Sandusky’s attorney said the 68-year-old former coach was being victimized by investigators who led accusers into making false claims about a generous man whose charity gave them much-needed love.
“They went after him, and I submit to you they were going to get him hell or high water, even if they had to coach witnesses,” Amendola said in a sometimes angry closing argument.
If convicted, Sandusky could spend the rest of his life in state prison. He is charged with 48 counts related to 10 boys over 15 years. The jury includes nine people with ties to Penn State University.
The closing arguments came after seven days testimony, some of it graphically describing alleged abuse suffered at the hands of Sandusky, including touching in showers, fondling and in some cases forced oral or anal sex. One alleged victim — a foster child at the time — testified that Sandusky threatened him, telling him if he disclosed the assaults he would never see his family again.
Although Sandusky didn’t take the stand in his own defense, McGettigan seized on an interview he gave NBC’s “Rock Center” just after his arrest. In it, Sandusky seemed to stumble at times and struggled to give direct answers to questions about his conduct.
Asked if he was sexually attracted to boys, Sandusky told NBC’s Bob Costas: “Sexually attracted, you know, I, I enjoy young people. I, I love to be around them. … No, I’m not sexually attracted to young boys.”
McGettigan said, “I would think that the automatic response, if someone asks you if you’re a criminal, a pedophile, a child molester, or anything along those lines, would be: ‘You’re crazy. No. Are you nuts?'”
Prosecutors said Sandusky met his victims through The Second Mile, a charity for at-risk youth he had founded.
Eight young men testified that they were abused by Sandusky, and jurors also heard about two other alleged victims through other witnesses, including another former coach.
t was the testimony of that coach, then-graduate assistant Mike McQueary, that prompted university trustees the fire longtime coach Joe Paterno and the university’s president.
Sandusky has repeatedly denied the allegations, and his defense at trial included a suggestion that his accusers have a financial motive to make up stories, years after the fact.
McGettigan displayed the pictures of eight smiling children for the jury, reminding them of what he said were lives forever altered by Sandusky’s abuse.
“These are childhoods ravished,” he said. “Memories destroyed.”
But Amendola anticipated that in his own closing statement, telling jurors not to let the prosecution tug their heartstrings.
“I’ll be the first one to tell you that if he did this, he should rot in jail,” Amendola said. “But what if he didn’t do it? His life is destroyed. Don’t be fooled. Don’t get tied up with the pictures.”
McQueary testified that he witnessed Sandusky in a team shower with a young boy more than a decade ago, and that he is convinced Sandusky was molesting the child.
Amendola questioned McQueary’s recollection of what happened, of what he claimed to see and hear in a football facility shower and how he reacted afterward, going to his father and Dr.
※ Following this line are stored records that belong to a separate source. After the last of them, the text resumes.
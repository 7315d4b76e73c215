//! Delayed digest computation for the hash store.
//!
//! Each accepted reservation gets its digest computed after the configured
//! delay and merged back through the store's own mailbox. With a zero delay
//! the digest is computed on the spot and handed straight back to the store,
//! which merges it before looking at its next message.

use std::time::Duration;

use tokio::sync::mpsc;
use tokio_util::task::TaskTracker;
use tracing::{trace, warn};

use super::message::{HashId, HashMessage, ResolvedDigest};

/// Outcome of scheduling one digest
#[derive(Debug)]
pub enum Scheduled {
  /// Computed synchronously; the store must merge it right away
  Ready(ResolvedDigest),
  /// A delayed task will enqueue the merge later
  Deferred,
}

/// Spawns one tracked task per delayed reservation.
///
/// Only a weak sender is kept here, so the scheduler alone never keeps the
/// store's mailbox open. Each delayed task upgrades it for its own lifetime.
#[derive(Debug)]
pub struct DigestScheduler {
  delay: Duration,
  mailbox: mpsc::WeakSender<HashMessage>,
  tracker: TaskTracker,
}

impl DigestScheduler {
  pub fn new(delay: Duration, mailbox: &mpsc::Sender<HashMessage>) -> Self {
    Self {
      delay,
      mailbox: mailbox.downgrade(),
      tracker: TaskTracker::new(),
    }
  }

  pub fn delay(&self) -> Duration {
    self.delay
  }

  /// Number of delayed computations that have not merged yet
  pub fn pending(&self) -> usize {
    self.tracker.len()
  }

  /// Tracker for the delayed tasks (closed and awaited by the daemon on exit)
  pub fn tracker(&self) -> TaskTracker {
    self.tracker.clone()
  }

  /// Arrange for the digest of `plaintext` to reach the store.
  pub fn schedule(&self, id: HashId, plaintext: String) -> Scheduled {
    if self.delay.is_zero() {
      return Scheduled::Ready(ResolvedDigest::compute(id, &plaintext));
    }

    // Every external handle is gone; resolve now rather than lose the id.
    let Some(mailbox) = self.mailbox.upgrade() else {
      warn!(id, "Store mailbox unreachable, computing digest immediately");
      return Scheduled::Ready(ResolvedDigest::compute(id, &plaintext));
    };

    let delay = self.delay;
    self.tracker.spawn(async move {
      tokio::time::sleep(delay).await;
      let resolved = ResolvedDigest::compute(id, &plaintext);
      if mailbox.send(HashMessage::Merge(resolved)).await.is_err() {
        warn!(id, "Store stopped before delayed digest could merge");
      } else {
        trace!(id, "Delayed digest enqueued");
      }
    });

    Scheduled::Deferred
  }
}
Jonathan Dranov, who then said he should report what he saw to Paterno.
“Do they say `We have to call the police?’ You know what they said. `Talk to Joe Paterno,” Amendola told the jurors.
If McQueary believed that he saw Sandusky raping a boy, why would McQueary later attend a Second Mile event, Amendola asked.
“If this man was performing horrific sexual acts on young kids, would you continue to support him in a tournament?” he said. “It doesn’t make sense.”
“Does Joe Paterno say we’ve got to call the police?” Amendola asked.
Defense witnesses, including Sandusky’s wife, Dottie, described his philanthropic work with children over the years, and many of the 28 defense witnesses spoke in positive terms about his reputation in the community.
Sandusky’s arrest in November led the Penn State trustees to fire Paterno, saying he exhibited a lack of leadership after fielding a report from McQueary about the 2001 incident. The scandal also led to the ouster of university president Graham Spanier, and criminal charges against two university administrators for failing to properly report suspected child abuse and perjury.
The two administrators, athletic director Tim Curley and now-retired vice president Gary Schultz, are fighting the allegations and await trial.